China had fewer than 20,000 cinema screens in 2013, but it has now surpassed the U.S., which had 40,759 indoor and drive-in screens as of July, according to the Washington, D.C.-based National Association of Theatre Owners. As of Dec. 20, China had 40,917 screens, according to the national film bureau.
As the most populous country, at 1.4 billion, China’s cinema market still has plenty of room to grow as theater chains expand into smaller cities and rural areas.
Box office takings are still much smaller in China, at more than $6.5 billion in 2015, compared to $11 billion in North America, including cinema advertising revenue.
There are just 23 screens per million Chinese, compared to 125 per million in the U.S., according to IHS Markit, a London-based market researcher.
Analyst David Hancock estimates China’s screen density ratio will grow to about 57 screens per million over the next five to 10 years.
“The country is still under-screened, and there seems to be little reason to stop building screens where there are none,” Hancock said.
China’s countryside had around 3,000 cinemas in 2016, out of 7,000 in the whole country, said Fu Yalong, research director at leading entertainment consultancy EntGroup.
“It takes time to foster the habit among people of going to the cinema,” he said. “This is still a market with potential for development.”
Beijing, with 22 million people, added more than 100 cinemas in 2016, up from about 70 in 2015.
The cinema in Zhuolu, an apple and grape-growing area 160 kilometers (100 miles) away, opened in 2014. It’s surrounded by shops, banks and restaurants operating underneath apartment blocks.

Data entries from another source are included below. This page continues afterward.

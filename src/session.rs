//! The round controller: menu, riding, grading a signal, showing the result,
//! game over.
//!
//! Everything a round needs lives in [`Session`]. The front end calls
//! [`Session::tick`] once per frame with the classifier's label and reacts to
//! the returned [`SessionEvent`] (sounds, saving scores).

use glam::Vec2;
use rand::rngs::StdRng;
use tracing::info;

use crate::config::SessionConfig;
use crate::gesture::Gesture;
use crate::grading::{GradePhase, MissionGrader, Resolution, Verdict};
use crate::heading::{Heading, Mission};
use crate::road::{Road, RoadSegment, SegmentId, SegmentPlanner, TriggerDistances, planner_for};
use crate::world::{Backdrop, world_velocity};

/// The rider never leaves the origin; the road moves instead.
pub const PLAYER: Vec2 = Vec2::ZERO;

#[derive(Debug, Clone, Copy, PartialEq, Eq)]
pub enum Phase {
    Menu,
    Playing,
    Grading,
    ResultAnim,
    GameOver,
}

#[derive(Debug, Clone, PartialEq)]
pub enum SessionEvent {
    MissionStarted {
        mission: Mission,
        segment: SegmentId,
    },
    MissionResolved(Resolution),
    GameOver {
        score: u32,
        new_best: bool,
    },
    ReturnedToMenu,
}

pub struct Session {
    config: SessionConfig,
    phase: Phase,
    tick: u64,
    phase_started: u64,
    score: u32,
    best: u32,
    mistakes: u32,
    heading: Heading,
    velocity: Vec2,
    road: Road,
    grader: MissionGrader,
    backdrop: Backdrop,
    active_segment: Option<SegmentId>,
    last_resolution: Option<Resolution>,
    rng: StdRng,
}

impl Session {
    pub fn new(config: SessionConfig, rng: StdRng) -> Self {
        Self {
            road: Road::new(&config.road),
            grader: MissionGrader::new(config.grading),
            backdrop: Backdrop::new(config.backdrop_tile),
            config,
            phase: Phase::Menu,
            tick: 0,
            phase_started: 0,
            score: 0,
            best: 0,
            mistakes: 0,
            heading: Heading::Up,
            velocity: Vec2::ZERO,
            active_segment: None,
            last_resolution: None,
            rng,
        }
    }

    /// Carries over a best score from a previous run, e.g. a stored account.
    pub fn with_best(mut self, best: u32) -> Self {
        self.best = best;
        self
    }

    /// Begins a round from the menu or the game-over screen.
    pub fn start(&mut self) -> bool {
        let planner = planner_for(&self.config.road);
        self.start_with_planner(planner)
    }

    pub fn start_with_planner(&mut self, planner: Box<dyn SegmentPlanner>) -> bool {
        if !matches!(self.phase, Phase::Menu | Phase::GameOver) {
            return false;
        }
        self.score = 0;
        self.mistakes = 0;
        self.heading = Heading::Up;
        self.road = Road::with_planner(&self.config.road, planner);
        self.road.spawn(PLAYER, &mut self.rng);
        self.backdrop = Backdrop::new(self.config.backdrop_tile);
        self.grader.reset();
        self.active_segment = None;
        self.last_resolution = None;
        self.velocity = world_velocity(self.heading, self.config.speed);
        self.enter(Phase::Playing);
        true
    }

    pub fn tick(&mut self, gesture: Gesture) -> Option<SessionEvent> {
        self.tick += 1;
        match self.phase {
            Phase::Menu => None,
            Phase::Playing => self.update_playing(),
            Phase::Grading => self
                .grader
                .tick(self.tick, gesture)
                .map(|resolution| self.finish_grading(resolution)),
            Phase::ResultAnim => self.update_result(),
            Phase::GameOver => {
                if self.ticks_in_phase() >= self.config.game_over_ticks as u64 {
                    self.enter(Phase::Menu);
                    Some(SessionEvent::ReturnedToMenu)
                } else {
                    None
                }
            }
        }
    }

    fn update_playing(&mut self) -> Option<SessionEvent> {
        self.velocity = world_velocity(self.heading, self.config.speed);
        self.road.scroll(self.velocity);
        self.backdrop.advance(self.velocity);
        self.road.spawn(PLAYER, &mut self.rng);

        let id = self.road.find_trigger(PLAYER, self.triggers())?;
        self.begin_grading(id)
    }

    fn begin_grading(&mut self, id: SegmentId) -> Option<SessionEvent> {
        let mission = self.road.judge(id)?;
        if mission.rotates() {
            // Pin the corner onto the rider so the new heading lines up with
            // the tile's exit leg.
            if let Some(center) = self.road.get(id).map(RoadSegment::center) {
                self.road.shift(PLAYER - center);
            }
        }
        self.velocity = Vec2::ZERO;
        self.active_segment = Some(id);
        self.grader.arm(mission, self.tick);
        self.enter(Phase::Grading);
        info!(?mission, segment = id, "mission started");
        Some(SessionEvent::MissionStarted {
            mission,
            segment: id,
        })
    }

    fn finish_grading(&mut self, resolution: Resolution) -> SessionEvent {
        match resolution.verdict {
            Verdict::Success => self.score += self.config.success_points,
            Verdict::Fail => self.mistakes += 1,
        }
        // The road has already turned, so the rider turns with it either way.
        if resolution.mission.rotates() {
            self.heading = resolution.mission.kind().exit_heading(self.heading);
            if let Some(tile) = self.active_segment.and_then(|id| self.road.get(id)) {
                debug_assert_eq!(tile.exit(), self.heading, "rider left the road");
            }
        }
        self.grader.reset();
        self.active_segment = None;
        self.last_resolution = Some(resolution);
        self.velocity = Vec2::ZERO;
        self.enter(Phase::ResultAnim);
        SessionEvent::MissionResolved(resolution)
    }

    fn update_result(&mut self) -> Option<SessionEvent> {
        if self.ticks_in_phase() < self.config.result_ticks as u64 {
            return None;
        }
        if self.mistakes >= self.config.mistake_limit {
            let new_best = self.score > self.best;
            self.best = self.best.max(self.score);
            self.enter(Phase::GameOver);
            info!(score = self.score, new_best, "game over");
            return Some(SessionEvent::GameOver {
                score: self.score,
                new_best,
            });
        }
        self.velocity = world_velocity(self.heading, self.config.speed);
        self.enter(Phase::Playing);
        None
    }

    fn enter(&mut self, phase: Phase) {
        info!(from = ?self.phase, to = ?phase, tick = self.tick, "phase change");
        self.phase = phase;
        self.phase_started = self.tick;
    }

    fn triggers(&self) -> TriggerDistances {
        TriggerDistances {
            turn: self.config.turn_trigger,
            stop: self.config.stop_trigger,
        }
    }

    pub fn phase(&self) -> Phase {
        self.phase
    }

    pub fn grade_phase(&self) -> GradePhase {
        self.grader.phase()
    }

    pub fn ticks_in_phase(&self) -> u64 {
        self.tick - self.phase_started
    }

    pub fn frame(&self) -> u64 {
        self.tick
    }

    pub fn score(&self) -> u32 {
        self.score
    }

    pub fn best(&self) -> u32 {
        self.best
    }

    pub fn mistakes(&self) -> u32 {
        self.mistakes
    }

    pub fn mistake_limit(&self) -> u32 {
        self.config.mistake_limit
    }

    pub fn heading(&self) -> Heading {
        self.heading
    }

    pub fn velocity(&self) -> Vec2 {
        self.velocity
    }

    pub fn road(&self) -> &Road {
        &self.road
    }

    pub fn backdrop(&self) -> &Backdrop {
        &self.backdrop
    }

    /// Mission being graded, while in [`Phase::Grading`].
    pub fn mission(&self) -> Option<Mission> {
        self.grader.mission()
    }

    pub fn reacting(&self) -> bool {
        self.phase == Phase::Grading && self.grader.phase() == GradePhase::Armed
    }

    /// Ticks left until the current mission is graded.
    pub fn hold_remaining(&self) -> u32 {
        self.grader.remaining_ticks(self.tick)
    }

    pub fn last_resolution(&self) -> Option<&Resolution> {
        self.last_resolution.as_ref()
    }

    /// The next signal the rider will meet, placed or still planned.
    pub fn next_signal(&self) -> Option<Mission> {
        self.road
            .segments()
            .filter(|s| !s.is_judged())
            .find_map(RoadSegment::mission)
            .or_else(|| {
                self.road
                    .upcoming()
                    .into_iter()
                    .find_map(|d| d.kind.mission())
            })
    }
}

On a recent weekday afternoon, a couple bought two 35-yuan ($5) tickets to watch the Hollywood film “Hacksaw Ridge” and had the whole theater to themselves. That’s equivalent to about the cheapest cinema ticket for sale in Beijing.
Growth in China’s box office takings has begun to slow after years of record-breaking expansion, increasing by just 3.7 percent in 2016 compared with an annual jump of 48.7 percent in 2015. That has pushed back forecasts of when China’s box office sales will overtake North America’s to 2019, from as early as this year.
Limited purchasing power and competition from online viewing are taking a toll. So is the generally mediocre selection of films, like the widely panned 2016 staple “League of Gods,” a fantasy epic starring Jet Li and Fan Bingbing that is based on a 16th-century Chinese novel. Ticket prices have risen after several online ticket platforms stopped giving discounts.
For decades after the Communist Party took power in 1949, state-owned cinemas showed propaganda films starring peasants and soldiers. Even after economic reforms began in the 1980s-90s, cinemas charged as little as 2 mao (3 cents) for showings of both foreign and domestic films.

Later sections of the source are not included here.